Records from a data collection:
//! Heuristics module for single-machine weighted tardiness.
//!
//! This module exports the construction heuristics, the neighborhoods and
//! the improvement heuristics built on them.

pub mod construction;
pub mod ils;
pub mod local_search;
pub mod neighborhood;
pub mod perturbation;
pub mod portfolio;
pub mod selection;

pub use construction::*;
pub use ils::*;
pub use local_search::*;
pub use neighborhood::*;
pub use perturbation::*;
pub use portfolio::*;
pub use selection::*;

#[cfg(test)]
pub(crate) mod testing {
    use crate::instance::{Instance, Job};
    use crate::solution::make_rng;
    use rand::Rng;

    /// Reproducible instance whose due dates spread over the makespan.
    pub fn random_instance(n: usize, seed: u64) -> Instance {
        let mut rng = make_rng(Some(seed)).unwrap();
        let jobs: Vec<Job> = (0..n)
            .map(|_| Job::new(rng.gen_range(1..=10), rng.gen_range(1..=5), 0))
            .collect();
        let makespan: i64 = jobs.iter().map(|j| j.processing_time).sum();
        let jobs = jobs
            .into_iter()
            .map(|job| Job {
                due_time: rng.gen_range(0..=makespan),
                ..job
            })
            .collect();
        Instance::new(&format!("random_{}_{}", n, seed), jobs)
    }
}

(TASK):
Go through the data above from its first line and copy each line exactly, stopping once the line with "pub use local_search::*;" has been copied.

(THE COMPLETED TASK):
//! Heuristics module for single-machine weighted tardiness.
//!
//! This module exports the construction heuristics, the neighborhoods and
//! the improvement heuristics built on them.

pub mod construction;
pub mod ils;
pub mod local_search;
pub mod neighborhood;
pub mod perturbation;
pub mod portfolio;
pub mod selection;

pub use construction::*;
pub use ils::*;
pub use local_search::*;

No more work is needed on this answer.